Task directions: Using the records below, find every line that includes "flight" and copy it.
--- Records shown ---
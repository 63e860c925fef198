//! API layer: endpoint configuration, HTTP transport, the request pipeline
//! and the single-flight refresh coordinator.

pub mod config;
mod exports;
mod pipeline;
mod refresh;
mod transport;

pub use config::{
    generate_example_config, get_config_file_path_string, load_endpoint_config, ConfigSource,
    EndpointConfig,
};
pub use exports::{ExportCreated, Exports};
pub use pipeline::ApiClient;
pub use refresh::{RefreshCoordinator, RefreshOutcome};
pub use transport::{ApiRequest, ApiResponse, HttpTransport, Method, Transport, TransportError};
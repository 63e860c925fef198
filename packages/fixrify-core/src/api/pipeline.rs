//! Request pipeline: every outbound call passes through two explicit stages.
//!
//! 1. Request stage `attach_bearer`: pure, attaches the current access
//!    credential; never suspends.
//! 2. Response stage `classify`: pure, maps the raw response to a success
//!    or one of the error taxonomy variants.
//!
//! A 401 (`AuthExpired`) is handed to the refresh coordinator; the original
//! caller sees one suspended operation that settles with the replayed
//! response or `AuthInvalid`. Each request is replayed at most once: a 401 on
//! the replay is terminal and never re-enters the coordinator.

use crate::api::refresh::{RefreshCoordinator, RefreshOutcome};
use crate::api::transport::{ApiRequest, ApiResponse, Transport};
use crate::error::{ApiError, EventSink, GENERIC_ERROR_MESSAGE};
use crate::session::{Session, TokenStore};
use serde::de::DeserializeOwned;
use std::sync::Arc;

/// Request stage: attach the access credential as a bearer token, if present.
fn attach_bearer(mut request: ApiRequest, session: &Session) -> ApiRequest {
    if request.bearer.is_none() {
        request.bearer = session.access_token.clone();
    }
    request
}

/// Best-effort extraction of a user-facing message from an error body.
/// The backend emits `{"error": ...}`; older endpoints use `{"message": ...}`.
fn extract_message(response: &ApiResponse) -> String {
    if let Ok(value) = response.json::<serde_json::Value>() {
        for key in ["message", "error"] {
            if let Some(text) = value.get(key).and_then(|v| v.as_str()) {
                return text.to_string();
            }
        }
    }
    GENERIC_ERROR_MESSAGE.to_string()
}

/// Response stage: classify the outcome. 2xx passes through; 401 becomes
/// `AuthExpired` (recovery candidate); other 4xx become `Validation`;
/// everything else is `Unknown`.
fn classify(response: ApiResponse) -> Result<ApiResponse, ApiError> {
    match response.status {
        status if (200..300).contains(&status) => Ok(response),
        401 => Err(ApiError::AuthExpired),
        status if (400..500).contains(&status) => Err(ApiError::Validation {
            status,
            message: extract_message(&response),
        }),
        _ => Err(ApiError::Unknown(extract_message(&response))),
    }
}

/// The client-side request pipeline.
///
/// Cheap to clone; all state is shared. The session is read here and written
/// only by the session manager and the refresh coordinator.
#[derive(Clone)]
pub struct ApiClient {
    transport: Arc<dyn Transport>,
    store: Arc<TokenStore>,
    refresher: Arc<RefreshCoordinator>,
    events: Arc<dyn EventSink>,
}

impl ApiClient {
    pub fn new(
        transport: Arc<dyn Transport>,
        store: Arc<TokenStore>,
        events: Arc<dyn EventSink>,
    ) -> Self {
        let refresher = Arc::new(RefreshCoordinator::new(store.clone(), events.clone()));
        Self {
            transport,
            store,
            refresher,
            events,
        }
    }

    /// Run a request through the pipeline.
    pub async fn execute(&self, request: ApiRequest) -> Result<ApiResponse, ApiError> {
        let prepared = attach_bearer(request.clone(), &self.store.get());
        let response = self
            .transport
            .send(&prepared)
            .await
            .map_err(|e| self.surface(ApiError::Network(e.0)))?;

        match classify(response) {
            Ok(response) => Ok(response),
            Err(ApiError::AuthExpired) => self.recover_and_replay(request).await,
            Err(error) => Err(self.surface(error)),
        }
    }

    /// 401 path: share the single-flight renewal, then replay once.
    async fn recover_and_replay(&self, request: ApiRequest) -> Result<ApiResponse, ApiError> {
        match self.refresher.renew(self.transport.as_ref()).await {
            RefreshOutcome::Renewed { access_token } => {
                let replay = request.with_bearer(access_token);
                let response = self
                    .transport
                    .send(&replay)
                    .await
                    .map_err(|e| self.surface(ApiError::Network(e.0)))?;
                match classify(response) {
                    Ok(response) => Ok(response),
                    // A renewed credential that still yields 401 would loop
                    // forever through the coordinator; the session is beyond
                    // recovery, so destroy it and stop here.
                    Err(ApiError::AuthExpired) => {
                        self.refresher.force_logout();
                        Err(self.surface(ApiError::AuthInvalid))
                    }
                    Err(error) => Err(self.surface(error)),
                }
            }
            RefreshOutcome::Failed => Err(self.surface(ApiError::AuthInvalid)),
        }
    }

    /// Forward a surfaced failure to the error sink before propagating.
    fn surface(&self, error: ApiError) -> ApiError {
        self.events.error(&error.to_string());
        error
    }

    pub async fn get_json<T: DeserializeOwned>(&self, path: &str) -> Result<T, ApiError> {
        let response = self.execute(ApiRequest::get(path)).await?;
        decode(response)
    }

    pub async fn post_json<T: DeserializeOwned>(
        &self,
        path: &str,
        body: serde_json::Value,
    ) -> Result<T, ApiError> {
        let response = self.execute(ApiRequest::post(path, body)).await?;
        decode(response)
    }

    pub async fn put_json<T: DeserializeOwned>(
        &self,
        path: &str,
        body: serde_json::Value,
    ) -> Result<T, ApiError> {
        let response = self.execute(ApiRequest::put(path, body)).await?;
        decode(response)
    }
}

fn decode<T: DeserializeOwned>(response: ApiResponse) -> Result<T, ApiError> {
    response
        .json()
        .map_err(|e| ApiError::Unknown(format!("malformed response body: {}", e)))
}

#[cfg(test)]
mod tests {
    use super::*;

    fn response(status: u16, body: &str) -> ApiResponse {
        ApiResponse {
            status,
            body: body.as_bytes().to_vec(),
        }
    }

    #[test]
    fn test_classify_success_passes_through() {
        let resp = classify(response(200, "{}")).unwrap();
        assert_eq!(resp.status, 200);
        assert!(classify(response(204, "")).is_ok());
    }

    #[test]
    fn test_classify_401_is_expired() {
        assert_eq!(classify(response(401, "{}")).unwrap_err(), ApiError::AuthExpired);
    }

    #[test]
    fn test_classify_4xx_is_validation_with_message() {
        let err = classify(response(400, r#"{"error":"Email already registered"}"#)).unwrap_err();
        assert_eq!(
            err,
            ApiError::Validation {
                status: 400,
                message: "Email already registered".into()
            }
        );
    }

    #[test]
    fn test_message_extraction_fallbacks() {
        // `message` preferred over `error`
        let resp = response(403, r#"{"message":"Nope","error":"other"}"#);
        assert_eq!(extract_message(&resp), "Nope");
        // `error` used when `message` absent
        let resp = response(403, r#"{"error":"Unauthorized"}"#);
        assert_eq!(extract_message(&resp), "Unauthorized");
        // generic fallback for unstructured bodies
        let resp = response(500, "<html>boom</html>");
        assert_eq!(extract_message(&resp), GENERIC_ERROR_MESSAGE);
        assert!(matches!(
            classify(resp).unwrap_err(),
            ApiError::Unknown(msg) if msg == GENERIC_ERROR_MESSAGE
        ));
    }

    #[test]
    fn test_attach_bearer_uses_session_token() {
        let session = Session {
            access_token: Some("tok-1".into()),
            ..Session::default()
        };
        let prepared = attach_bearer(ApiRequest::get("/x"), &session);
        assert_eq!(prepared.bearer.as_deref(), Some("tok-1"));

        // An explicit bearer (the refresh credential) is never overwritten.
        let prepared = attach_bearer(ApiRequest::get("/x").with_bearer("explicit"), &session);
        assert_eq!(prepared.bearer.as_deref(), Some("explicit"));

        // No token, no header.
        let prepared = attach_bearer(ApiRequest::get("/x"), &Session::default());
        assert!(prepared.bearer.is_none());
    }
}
---
Expected answer:
//! and the single-flight refresh coordinator.
    /// 401 path: share the single-flight renewal, then replay once.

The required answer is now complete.